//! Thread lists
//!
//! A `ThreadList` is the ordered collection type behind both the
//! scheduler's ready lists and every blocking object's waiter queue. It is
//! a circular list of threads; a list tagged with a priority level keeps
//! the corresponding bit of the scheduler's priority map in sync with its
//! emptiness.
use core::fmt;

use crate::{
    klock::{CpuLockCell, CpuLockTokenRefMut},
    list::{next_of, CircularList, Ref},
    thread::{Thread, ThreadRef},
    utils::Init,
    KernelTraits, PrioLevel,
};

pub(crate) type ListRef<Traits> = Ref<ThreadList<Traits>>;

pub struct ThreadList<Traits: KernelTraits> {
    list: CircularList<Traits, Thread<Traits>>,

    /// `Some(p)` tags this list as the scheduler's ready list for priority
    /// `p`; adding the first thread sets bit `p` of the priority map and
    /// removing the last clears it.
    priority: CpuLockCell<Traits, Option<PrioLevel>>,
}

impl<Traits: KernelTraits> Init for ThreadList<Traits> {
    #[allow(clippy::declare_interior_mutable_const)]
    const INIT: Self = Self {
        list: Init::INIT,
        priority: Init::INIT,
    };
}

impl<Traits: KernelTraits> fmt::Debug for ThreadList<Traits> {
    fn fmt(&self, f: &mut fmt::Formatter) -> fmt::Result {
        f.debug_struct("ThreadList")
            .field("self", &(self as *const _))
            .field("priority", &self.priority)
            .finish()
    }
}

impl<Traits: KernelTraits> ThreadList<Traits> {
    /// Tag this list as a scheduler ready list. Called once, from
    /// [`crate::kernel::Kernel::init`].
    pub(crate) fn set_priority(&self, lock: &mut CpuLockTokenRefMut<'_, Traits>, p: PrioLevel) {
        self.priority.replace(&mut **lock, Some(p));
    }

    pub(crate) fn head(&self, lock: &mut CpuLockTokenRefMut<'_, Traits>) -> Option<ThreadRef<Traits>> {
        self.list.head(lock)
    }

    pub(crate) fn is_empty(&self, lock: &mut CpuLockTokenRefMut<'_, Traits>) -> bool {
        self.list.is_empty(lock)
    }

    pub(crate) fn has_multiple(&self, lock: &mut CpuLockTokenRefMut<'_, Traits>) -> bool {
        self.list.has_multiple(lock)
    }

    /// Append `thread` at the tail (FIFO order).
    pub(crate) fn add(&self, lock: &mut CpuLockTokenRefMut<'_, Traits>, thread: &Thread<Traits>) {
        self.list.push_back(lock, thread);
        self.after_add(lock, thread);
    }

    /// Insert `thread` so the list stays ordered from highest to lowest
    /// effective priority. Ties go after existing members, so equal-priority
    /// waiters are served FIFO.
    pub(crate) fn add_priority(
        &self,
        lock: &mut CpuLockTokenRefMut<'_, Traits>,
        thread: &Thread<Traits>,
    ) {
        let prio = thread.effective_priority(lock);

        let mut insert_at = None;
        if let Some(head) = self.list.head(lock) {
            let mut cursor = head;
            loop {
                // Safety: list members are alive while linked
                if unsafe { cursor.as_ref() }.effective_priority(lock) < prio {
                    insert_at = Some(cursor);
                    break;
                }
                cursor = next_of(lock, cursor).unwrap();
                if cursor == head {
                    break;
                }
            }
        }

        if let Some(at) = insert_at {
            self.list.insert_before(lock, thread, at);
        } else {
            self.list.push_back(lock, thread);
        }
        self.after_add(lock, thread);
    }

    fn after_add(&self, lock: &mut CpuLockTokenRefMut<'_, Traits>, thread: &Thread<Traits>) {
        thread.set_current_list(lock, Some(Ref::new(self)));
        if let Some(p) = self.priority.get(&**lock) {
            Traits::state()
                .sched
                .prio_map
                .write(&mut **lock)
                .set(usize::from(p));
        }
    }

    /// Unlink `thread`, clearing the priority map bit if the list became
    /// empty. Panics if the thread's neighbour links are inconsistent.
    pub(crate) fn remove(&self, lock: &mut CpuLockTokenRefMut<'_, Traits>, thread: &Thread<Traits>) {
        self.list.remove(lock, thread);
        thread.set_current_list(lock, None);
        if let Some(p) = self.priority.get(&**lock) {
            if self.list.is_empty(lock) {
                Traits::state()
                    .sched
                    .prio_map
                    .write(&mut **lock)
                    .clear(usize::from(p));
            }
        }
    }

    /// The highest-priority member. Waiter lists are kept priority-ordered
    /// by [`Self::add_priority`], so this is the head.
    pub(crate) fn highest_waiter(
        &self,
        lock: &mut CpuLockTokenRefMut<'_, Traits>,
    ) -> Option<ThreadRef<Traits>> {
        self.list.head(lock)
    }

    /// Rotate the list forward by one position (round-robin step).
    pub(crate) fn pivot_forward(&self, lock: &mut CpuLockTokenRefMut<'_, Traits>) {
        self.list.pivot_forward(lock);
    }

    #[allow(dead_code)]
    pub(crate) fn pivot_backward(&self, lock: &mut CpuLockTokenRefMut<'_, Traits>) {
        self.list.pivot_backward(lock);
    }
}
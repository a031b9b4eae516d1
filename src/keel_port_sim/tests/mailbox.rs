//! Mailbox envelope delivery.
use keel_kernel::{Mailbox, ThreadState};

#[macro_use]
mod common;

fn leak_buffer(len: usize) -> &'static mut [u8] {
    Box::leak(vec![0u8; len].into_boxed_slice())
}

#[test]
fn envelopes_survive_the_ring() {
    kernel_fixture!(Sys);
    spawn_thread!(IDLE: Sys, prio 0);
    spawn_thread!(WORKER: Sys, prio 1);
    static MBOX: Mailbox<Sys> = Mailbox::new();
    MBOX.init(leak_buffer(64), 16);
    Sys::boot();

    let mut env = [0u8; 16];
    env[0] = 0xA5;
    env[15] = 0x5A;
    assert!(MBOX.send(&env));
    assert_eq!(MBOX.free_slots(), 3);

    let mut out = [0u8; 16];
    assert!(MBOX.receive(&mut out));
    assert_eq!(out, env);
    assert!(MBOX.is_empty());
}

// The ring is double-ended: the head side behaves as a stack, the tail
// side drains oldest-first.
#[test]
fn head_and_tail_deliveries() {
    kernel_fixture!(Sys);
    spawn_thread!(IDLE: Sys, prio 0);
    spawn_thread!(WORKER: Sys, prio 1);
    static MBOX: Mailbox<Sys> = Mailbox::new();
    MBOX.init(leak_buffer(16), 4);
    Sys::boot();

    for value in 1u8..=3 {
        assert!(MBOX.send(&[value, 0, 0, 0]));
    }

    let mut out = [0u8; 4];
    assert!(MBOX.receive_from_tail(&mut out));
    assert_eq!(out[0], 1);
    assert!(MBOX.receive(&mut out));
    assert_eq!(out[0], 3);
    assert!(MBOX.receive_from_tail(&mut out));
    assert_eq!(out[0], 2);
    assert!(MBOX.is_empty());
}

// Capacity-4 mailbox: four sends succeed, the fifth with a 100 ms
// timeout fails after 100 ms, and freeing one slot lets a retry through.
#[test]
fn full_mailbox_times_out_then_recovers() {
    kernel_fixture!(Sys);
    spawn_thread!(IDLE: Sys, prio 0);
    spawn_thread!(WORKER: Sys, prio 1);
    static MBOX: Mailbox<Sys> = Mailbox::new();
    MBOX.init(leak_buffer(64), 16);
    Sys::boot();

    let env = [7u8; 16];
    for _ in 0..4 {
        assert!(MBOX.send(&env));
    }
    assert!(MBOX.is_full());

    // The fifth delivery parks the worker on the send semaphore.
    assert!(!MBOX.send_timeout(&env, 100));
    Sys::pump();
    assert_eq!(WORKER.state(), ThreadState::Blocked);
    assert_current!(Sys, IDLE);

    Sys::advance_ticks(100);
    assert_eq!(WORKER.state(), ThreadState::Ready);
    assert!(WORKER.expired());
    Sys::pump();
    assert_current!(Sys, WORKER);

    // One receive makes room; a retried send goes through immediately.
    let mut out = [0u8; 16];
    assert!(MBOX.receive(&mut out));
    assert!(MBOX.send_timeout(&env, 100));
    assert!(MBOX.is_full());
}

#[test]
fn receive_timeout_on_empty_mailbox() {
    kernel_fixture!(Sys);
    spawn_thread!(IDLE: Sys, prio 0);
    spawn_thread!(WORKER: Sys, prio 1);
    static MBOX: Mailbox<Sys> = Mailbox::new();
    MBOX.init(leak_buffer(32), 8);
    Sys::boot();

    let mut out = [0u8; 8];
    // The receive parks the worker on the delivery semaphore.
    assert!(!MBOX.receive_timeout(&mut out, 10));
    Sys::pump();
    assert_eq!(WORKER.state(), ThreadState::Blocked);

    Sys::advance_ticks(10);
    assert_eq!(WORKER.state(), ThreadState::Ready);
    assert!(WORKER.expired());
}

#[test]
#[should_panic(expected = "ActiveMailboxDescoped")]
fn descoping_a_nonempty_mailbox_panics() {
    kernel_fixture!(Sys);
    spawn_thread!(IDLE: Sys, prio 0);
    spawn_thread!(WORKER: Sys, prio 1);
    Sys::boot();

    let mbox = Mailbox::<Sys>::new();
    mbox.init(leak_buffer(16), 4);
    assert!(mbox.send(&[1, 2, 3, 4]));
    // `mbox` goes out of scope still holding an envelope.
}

..........

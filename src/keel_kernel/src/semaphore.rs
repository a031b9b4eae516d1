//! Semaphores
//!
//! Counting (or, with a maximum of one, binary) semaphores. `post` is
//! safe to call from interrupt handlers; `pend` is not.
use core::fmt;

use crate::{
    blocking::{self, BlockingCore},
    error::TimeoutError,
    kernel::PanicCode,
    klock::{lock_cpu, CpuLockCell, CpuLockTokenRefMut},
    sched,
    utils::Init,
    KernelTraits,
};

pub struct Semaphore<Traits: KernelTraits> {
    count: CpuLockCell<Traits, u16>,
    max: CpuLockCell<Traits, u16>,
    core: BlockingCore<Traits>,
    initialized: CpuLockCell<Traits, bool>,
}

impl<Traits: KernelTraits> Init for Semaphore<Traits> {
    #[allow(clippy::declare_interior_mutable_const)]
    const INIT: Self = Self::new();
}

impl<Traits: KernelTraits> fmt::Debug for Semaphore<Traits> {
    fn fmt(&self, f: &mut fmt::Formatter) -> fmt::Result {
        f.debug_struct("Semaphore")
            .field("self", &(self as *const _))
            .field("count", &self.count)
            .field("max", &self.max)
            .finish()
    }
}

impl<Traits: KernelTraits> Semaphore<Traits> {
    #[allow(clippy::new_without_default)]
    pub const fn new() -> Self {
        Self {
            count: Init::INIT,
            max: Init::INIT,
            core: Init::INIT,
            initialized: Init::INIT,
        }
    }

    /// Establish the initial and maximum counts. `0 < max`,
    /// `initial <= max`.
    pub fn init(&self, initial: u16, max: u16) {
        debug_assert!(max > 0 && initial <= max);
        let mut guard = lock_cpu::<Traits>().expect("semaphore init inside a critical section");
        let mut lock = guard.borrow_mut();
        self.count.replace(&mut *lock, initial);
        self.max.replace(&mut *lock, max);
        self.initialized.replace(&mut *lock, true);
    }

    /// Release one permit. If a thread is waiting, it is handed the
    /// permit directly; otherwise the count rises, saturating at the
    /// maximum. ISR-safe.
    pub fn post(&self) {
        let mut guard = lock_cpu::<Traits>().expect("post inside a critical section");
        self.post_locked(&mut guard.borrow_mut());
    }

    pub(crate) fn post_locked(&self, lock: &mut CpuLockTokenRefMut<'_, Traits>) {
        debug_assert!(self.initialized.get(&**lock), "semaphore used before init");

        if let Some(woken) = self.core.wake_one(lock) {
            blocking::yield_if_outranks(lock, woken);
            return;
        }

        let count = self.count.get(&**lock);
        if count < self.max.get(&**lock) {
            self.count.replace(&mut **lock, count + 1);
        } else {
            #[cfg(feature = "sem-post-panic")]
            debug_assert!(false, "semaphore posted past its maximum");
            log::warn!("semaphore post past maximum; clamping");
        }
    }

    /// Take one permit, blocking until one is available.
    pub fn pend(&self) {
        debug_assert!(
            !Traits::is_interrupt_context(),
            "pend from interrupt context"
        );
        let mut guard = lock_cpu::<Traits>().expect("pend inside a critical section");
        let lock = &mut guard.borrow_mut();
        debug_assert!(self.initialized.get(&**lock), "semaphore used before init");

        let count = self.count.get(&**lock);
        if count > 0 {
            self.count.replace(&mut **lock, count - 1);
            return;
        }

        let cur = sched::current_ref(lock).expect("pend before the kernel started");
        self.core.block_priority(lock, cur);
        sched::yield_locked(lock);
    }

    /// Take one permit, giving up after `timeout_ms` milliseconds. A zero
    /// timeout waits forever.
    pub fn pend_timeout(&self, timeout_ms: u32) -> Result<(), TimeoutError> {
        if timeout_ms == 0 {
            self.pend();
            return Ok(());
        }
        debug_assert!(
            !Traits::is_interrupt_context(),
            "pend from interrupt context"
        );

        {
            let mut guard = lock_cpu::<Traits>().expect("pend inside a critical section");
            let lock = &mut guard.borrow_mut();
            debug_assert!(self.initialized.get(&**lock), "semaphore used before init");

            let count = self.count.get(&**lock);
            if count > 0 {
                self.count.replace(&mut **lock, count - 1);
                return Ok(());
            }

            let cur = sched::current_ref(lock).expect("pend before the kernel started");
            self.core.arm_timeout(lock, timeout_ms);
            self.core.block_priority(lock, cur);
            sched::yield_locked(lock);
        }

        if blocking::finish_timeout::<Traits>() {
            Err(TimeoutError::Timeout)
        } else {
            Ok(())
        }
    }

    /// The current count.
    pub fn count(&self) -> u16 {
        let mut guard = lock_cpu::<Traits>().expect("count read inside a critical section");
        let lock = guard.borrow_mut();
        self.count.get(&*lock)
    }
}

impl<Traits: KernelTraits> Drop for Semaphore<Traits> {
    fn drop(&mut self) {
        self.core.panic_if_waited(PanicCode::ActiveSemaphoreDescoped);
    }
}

..........

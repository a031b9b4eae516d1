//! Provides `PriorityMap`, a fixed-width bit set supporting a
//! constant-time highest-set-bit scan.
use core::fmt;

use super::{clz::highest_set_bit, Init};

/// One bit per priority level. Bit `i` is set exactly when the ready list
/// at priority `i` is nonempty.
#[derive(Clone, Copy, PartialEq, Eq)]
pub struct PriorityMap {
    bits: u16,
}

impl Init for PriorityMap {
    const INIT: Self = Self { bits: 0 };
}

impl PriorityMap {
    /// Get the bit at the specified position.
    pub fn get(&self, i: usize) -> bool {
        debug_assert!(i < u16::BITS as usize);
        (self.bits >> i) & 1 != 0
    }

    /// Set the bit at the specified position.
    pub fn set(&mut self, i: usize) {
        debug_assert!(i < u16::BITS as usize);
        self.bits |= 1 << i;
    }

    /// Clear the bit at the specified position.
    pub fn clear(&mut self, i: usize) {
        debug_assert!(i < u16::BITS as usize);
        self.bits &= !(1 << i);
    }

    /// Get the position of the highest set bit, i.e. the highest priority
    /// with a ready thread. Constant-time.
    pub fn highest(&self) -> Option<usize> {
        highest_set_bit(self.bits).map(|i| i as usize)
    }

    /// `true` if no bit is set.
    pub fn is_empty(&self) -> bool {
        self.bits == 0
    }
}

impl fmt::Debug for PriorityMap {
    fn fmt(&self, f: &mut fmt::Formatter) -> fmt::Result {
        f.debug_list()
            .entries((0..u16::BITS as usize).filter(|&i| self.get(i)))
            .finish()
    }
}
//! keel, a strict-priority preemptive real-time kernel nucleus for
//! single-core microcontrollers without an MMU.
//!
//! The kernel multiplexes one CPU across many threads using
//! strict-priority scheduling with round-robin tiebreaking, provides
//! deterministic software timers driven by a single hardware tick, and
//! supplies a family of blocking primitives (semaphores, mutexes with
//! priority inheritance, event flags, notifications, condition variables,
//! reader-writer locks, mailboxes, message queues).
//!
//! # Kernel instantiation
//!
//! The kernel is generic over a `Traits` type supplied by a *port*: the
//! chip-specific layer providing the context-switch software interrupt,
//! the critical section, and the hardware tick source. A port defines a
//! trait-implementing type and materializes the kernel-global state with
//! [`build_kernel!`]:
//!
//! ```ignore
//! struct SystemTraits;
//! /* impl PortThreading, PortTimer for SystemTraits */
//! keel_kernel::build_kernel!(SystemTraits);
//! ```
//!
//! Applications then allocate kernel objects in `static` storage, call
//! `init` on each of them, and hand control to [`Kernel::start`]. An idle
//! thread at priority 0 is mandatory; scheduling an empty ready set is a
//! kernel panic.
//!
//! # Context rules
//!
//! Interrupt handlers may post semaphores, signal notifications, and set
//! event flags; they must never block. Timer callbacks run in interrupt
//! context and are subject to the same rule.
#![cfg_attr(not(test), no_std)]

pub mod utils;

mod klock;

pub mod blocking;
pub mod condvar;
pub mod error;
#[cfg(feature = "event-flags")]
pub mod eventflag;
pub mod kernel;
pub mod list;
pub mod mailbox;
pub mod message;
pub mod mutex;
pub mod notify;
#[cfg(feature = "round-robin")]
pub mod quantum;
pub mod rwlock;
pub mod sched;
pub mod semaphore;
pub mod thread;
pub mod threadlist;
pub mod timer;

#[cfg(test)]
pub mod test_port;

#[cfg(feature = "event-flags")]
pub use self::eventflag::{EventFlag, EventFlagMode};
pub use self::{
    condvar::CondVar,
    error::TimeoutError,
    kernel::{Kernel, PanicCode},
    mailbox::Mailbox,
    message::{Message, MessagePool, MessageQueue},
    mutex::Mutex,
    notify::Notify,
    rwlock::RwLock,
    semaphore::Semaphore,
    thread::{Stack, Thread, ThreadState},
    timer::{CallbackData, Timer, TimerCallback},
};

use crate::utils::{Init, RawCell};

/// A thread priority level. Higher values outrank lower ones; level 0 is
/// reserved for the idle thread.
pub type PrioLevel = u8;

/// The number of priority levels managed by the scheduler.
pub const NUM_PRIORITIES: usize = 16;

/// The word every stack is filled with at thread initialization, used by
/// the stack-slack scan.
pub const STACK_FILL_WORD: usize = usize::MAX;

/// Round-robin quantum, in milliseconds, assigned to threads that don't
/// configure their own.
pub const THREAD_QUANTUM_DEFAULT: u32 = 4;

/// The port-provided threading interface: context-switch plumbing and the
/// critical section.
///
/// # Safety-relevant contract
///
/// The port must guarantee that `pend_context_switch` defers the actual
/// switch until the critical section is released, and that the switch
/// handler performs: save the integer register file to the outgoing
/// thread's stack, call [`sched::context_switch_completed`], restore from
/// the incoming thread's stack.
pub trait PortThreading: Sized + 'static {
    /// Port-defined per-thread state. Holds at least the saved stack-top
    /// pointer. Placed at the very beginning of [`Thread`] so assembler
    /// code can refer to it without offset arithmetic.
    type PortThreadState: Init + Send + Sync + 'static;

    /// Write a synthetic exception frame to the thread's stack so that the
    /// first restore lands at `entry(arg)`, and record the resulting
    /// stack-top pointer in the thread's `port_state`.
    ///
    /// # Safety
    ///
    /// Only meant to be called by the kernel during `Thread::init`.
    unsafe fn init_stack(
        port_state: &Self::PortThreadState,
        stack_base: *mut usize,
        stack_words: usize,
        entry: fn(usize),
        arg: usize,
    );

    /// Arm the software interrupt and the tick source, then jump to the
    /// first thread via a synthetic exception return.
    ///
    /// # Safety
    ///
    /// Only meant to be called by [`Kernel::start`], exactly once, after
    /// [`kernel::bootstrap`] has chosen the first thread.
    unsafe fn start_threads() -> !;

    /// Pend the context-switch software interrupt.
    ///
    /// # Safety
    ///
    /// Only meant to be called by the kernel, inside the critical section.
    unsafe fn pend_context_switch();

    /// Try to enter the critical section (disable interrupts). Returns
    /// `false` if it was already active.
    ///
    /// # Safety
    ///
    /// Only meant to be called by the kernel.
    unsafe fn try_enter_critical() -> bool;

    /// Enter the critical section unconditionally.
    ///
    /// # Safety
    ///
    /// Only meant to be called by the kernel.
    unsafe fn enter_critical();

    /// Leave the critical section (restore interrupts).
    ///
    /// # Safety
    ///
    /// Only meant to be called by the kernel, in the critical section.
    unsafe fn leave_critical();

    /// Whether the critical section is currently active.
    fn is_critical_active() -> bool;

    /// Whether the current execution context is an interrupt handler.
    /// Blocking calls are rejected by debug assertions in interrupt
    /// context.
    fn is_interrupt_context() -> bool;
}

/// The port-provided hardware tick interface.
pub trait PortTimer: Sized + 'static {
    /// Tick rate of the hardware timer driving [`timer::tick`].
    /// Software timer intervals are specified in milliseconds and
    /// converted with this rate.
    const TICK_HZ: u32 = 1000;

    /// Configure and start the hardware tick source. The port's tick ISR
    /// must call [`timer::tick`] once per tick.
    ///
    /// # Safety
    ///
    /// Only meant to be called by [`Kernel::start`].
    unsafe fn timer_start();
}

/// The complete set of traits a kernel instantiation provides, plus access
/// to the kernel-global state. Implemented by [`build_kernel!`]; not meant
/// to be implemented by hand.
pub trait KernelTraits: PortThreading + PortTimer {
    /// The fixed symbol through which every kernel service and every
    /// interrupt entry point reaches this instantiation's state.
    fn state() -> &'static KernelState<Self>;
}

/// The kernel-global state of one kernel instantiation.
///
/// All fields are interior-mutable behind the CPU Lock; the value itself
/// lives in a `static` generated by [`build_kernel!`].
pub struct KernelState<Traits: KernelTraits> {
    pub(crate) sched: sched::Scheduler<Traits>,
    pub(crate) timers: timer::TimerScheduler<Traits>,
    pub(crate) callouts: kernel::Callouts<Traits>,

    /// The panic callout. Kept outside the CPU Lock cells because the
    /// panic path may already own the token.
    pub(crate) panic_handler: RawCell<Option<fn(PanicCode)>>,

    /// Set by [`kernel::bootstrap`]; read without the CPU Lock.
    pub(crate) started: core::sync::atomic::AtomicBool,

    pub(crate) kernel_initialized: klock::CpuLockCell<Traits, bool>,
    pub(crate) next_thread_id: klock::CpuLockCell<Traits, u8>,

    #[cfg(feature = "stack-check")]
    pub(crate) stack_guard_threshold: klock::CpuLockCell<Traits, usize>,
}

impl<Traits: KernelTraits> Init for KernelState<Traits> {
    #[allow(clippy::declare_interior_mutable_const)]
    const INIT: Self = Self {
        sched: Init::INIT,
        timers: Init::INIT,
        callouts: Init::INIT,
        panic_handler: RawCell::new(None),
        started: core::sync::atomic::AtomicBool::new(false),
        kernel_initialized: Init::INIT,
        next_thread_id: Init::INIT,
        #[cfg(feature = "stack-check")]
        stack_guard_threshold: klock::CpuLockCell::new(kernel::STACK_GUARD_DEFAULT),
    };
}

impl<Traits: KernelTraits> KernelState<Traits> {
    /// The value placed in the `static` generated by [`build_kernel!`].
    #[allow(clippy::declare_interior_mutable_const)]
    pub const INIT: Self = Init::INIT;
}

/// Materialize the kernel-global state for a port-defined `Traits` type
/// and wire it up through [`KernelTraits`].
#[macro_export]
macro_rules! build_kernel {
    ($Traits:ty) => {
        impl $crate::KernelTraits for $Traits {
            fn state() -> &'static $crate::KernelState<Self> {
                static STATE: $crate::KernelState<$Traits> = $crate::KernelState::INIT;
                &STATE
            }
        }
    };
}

..........

Would you please copy exactly the part of the entries above that begins at the line containing "section (restore interrupts)." and ends at the line containing "Tick rate of", both lines included?

    /// Leave the critical section (restore interrupts).
    ///
    /// # Safety
    ///
    /// Only meant to be called by the kernel, in the critical section.
    unsafe fn leave_critical();

    /// Whether the critical section is currently active.
    fn is_critical_active() -> bool;

    /// Whether the current execution context is an interrupt handler.
    /// Blocking calls are rejected by debug assertions in interrupt
    /// context.
    fn is_interrupt_context() -> bool;
}

/// The port-provided hardware tick interface.
pub trait PortTimer: Sized + 'static {
    /// Tick rate of the hardware timer driving [`timer::tick`].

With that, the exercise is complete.